- [What to produce]: A single number is required: how many lines of the listing below include the word "PageLimit".
Task input START
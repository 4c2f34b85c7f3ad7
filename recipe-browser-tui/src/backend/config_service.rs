//! 配置服务
//!
//! 配置保存在 `<config dir>/recipe-browser/config.json`，
//! 文件不存在时使用默认值并写出一份默认配置。

use std::fs;
use std::path::{Path, PathBuf};

use recipe_browser_core::{BrowserError, PageLimit, DEFAULT_API_BASE};
use serde::{Deserialize, Serialize};
use thiserror::Error;

use crate::i18n::Language;
use crate::view::theme::Theme;

/// 覆盖 API 地址的环境变量
pub const ENV_API_URL: &str = "RECIPE_BROWSER_API_URL";
/// 覆盖日志级别的环境变量
pub const ENV_LOG_LEVEL: &str = "RECIPE_BROWSER_LOG";

/// 配置错误
#[derive(Debug, Error)]
pub enum ConfigError {
    #[error("无法定位配置目录")]
    NoConfigDir,

    #[error("读写配置文件 {path} 失败: {source}")]
    Io {
        path: PathBuf,
        #[source]
        source: std::io::Error,
    },

    #[error("配置文件 {path} 格式错误: {source}")]
    Format {
        path: PathBuf,
        #[source]
        source: serde_json::Error,
    },

    #[error(transparent)]
    Invalid(#[from] BrowserError),
}

/// 应用配置
#[derive(Debug, Clone, PartialEq, Eq, Serialize, Deserialize)]
#[serde(default)]
pub struct AppConfig {
    /// 后端基础地址
    pub api_base_url: String,
    /// 单次请求超时（秒）
    pub request_timeout_secs: u64,
    /// 启动时的每页条数（10 / 20 / 50）
    pub default_limit: u32,
    /// 界面语言代码
    pub language: String,
    pub theme: Theme,
    /// 日志级别（off / error / warn / info / debug / trace）
    pub log_level: String,
}

impl Default for AppConfig {
    fn default() -> Self {
        Self {
            api_base_url: DEFAULT_API_BASE.to_string(),
            request_timeout_secs: 10,
            default_limit: PageLimit::default().value(),
            language: Language::default().code().to_string(),
            theme: Theme::Dark,
            log_level: "info".to_string(),
        }
    }
}

impl AppConfig {
    /// 应用环境变量覆盖
    ///
    /// `lookup` 通常是 `|key| std::env::var(key).ok()`。
    #[must_use]
    pub fn with_env_overrides(mut self, lookup: impl Fn(&str) -> Option<String>) -> Self {
        if let Some(url) = lookup(ENV_API_URL).filter(|v| !v.trim().is_empty()) {
            self.api_base_url = url;
        }
        if let Some(level) = lookup(ENV_LOG_LEVEL).filter(|v| !v.trim().is_empty()) {
            self.log_level = level;
        }
        self
    }

    /// 校验配置
    pub fn validate(&self) -> Result<(), ConfigError> {
        if self.api_base_url.trim().is_empty() {
            return Err(BrowserError::InvalidConfig("api_base_url is empty".to_string()).into());
        }
        if self.request_timeout_secs == 0 {
            return Err(BrowserError::InvalidConfig(
                "request_timeout_secs must be greater than 0".to_string(),
            )
            .into());
        }
        PageLimit::try_from(self.default_limit)?;
        Ok(())
    }

    /// 每页条数（已校验过时不会回落到默认值）
    pub fn page_limit(&self) -> PageLimit {
        PageLimit::from_value(self.default_limit).unwrap_or_default()
    }

    /// 界面语言，无法识别时回落到英语
    pub fn language(&self) -> Language {
        Language::from_code(&self.language).unwrap_or_default()
    }
}

/// 配置服务 trait
pub trait ConfigService: Send + Sync {
    /// 加载配置
    fn load(&self) -> Result<AppConfig, ConfigError>;

    /// 保存配置
    fn save(&self, config: &AppConfig) -> Result<(), ConfigError>;
}

/// 本地 JSON 文件配置服务
pub struct LocalConfigService {
    path: PathBuf,
}

impl LocalConfigService {
    /// 使用默认位置 `<config dir>/recipe-browser/config.json`
    pub fn new() -> Result<Self, ConfigError> {
        let dir = dirs::config_dir().ok_or(ConfigError::NoConfigDir)?;
        Ok(Self::with_path(dir.join("recipe-browser").join("config.json")))
    }

    pub fn with_path(path: impl Into<PathBuf>) -> Self {
        Self { path: path.into() }
    }

    pub fn path(&self) -> &Path {
        &self.path
    }

    /// 加载配置；文件不存在时写出默认配置
    ///
    /// 写不出默认配置不影响启动，错误随结果一起返回，
    /// 由调用方在日志初始化之后再记录。
    pub fn load_or_init(&self) -> Result<(AppConfig, Option<ConfigError>), ConfigError> {
        if self.path.exists() {
            return Ok((self.load()?, None));
        }

        let config = AppConfig::default();
        let write_error = self.save(&config).err();
        Ok((config, write_error))
    }
}

impl ConfigService for LocalConfigService {
    fn load(&self) -> Result<AppConfig, ConfigError> {
        if !self.path.exists() {
            return Ok(AppConfig::default());
        }

        let content = fs::read_to_string(&self.path).map_err(|source| ConfigError::Io {
            path: self.path.clone(),
            source,
        })?;

        serde_json::from_str(&content).map_err(|source| ConfigError::Format {
            path: self.path.clone(),
            source,
        })
    }

    fn save(&self, config: &AppConfig) -> Result<(), ConfigError> {
        if let Some(dir) = self.path.parent() {
            fs::create_dir_all(dir).map_err(|source| ConfigError::Io {
                path: dir.to_path_buf(),
                source,
            })?;
        }

        let content = serde_json::to_string_pretty(config).map_err(|source| ConfigError::Format {
            path: self.path.clone(),
            source,
        })?;

        fs::write(&self.path, content).map_err(|source| ConfigError::Io {
            path: self.path.clone(),
            source,
        })
    }
}

#[cfg(test)]
mod tests {
    use super::*;

    #[test]
    fn defaults_are_valid() {
        let config = AppConfig::default();
        assert!(config.validate().is_ok());
        assert_eq!(config.api_base_url, "http://localhost:8000/api");
        assert_eq!(config.page_limit(), PageLimit::Ten);
    }

    #[test]
    fn rejects_limit_outside_selector() {
        let config = AppConfig {
            default_limit: 15,
            ..AppConfig::default()
        };
        assert!(matches!(
            config.validate(),
            Err(ConfigError::Invalid(BrowserError::InvalidConfig(_)))
        ));
    }

    #[test]
    fn rejects_empty_url_and_zero_timeout() {
        let config = AppConfig {
            api_base_url: "  ".to_string(),
            ..AppConfig::default()
        };
        assert!(config.validate().is_err());

        let config = AppConfig {
            request_timeout_secs: 0,
            ..AppConfig::default()
        };
        assert!(config.validate().is_err());
    }

    #[test]
    fn env_overrides_win() {
        let config = AppConfig::default().with_env_overrides(|key| match key {
            ENV_API_URL => Some("http://10.0.0.5:9000/api".to_string()),
            ENV_LOG_LEVEL => Some("debug".to_string()),
            _ => None,
        });
        assert_eq!(config.api_base_url, "http://10.0.0.5:9000/api");
        assert_eq!(config.log_level, "debug");
    }

    #[test]
    fn blank_env_values_ignored() {
        let config = AppConfig::default().with_env_overrides(|_| Some(String::new()));
        assert_eq!(config, AppConfig::default());
    }

    #[test]
    fn partial_file_fills_defaults() {
        let tmp = tempfile::tempdir().expect("failed to create temp dir");
        let path = tmp.path().join("config.json");
        fs::write(&path, r#"{"default_limit": 50, "theme": "light"}"#).expect("write config");

        let config = LocalConfigService::with_path(&path).load().expect("load config");
        assert_eq!(config.page_limit(), PageLimit::Fifty);
        assert_eq!(config.theme, Theme::Light);
        assert_eq!(config.request_timeout_secs, 10);
    }

    #[test]
    fn malformed_file_is_reported() {
        let tmp = tempfile::tempdir().expect("failed to create temp dir");
        let path = tmp.path().join("config.json");
        fs::write(&path, "{ not json").expect("write config");

        let result = LocalConfigService::with_path(&path).load();
        assert!(matches!(result, Err(ConfigError::Format { .. })));
    }

    #[test]
    fn load_or_init_writes_defaults() {
        let tmp = tempfile::tempdir().expect("failed to create temp dir");
        let path = tmp.path().join("nested").join("config.json");
        let service = LocalConfigService::with_path(&path);

        let (config, write_error) = service.load_or_init().expect("load config");
        assert_eq!(config, AppConfig::default());
        assert!(write_error.is_none());
        assert!(path.exists());
        assert_eq!(service.load().expect("reload"), config);
    }

    #[test]
    fn load_or_init_returns_write_failure_with_defaults() {
        let tmp = tempfile::tempdir().expect("failed to create temp dir");
        // 父路径是普通文件，目录创建必然失败
        let blocker = tmp.path().join("blocker");
        fs::write(&blocker, "not a directory").expect("write blocker");
        let service = LocalConfigService::with_path(blocker.join("config.json"));

        let (config, write_error) = service.load_or_init().expect("defaults still load");
        assert_eq!(config, AppConfig::default());
        assert!(matches!(write_error, Some(ConfigError::Io { .. })));
    }

    #[test]
    fn unknown_language_falls_back_to_english() {
        let config = AppConfig {
            language: "fr-FR".to_string(),
            ..AppConfig::default()
        };
        assert_eq!(config.language(), Language::EnUs);
    }
}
Task input END
- [Result of the task]: 7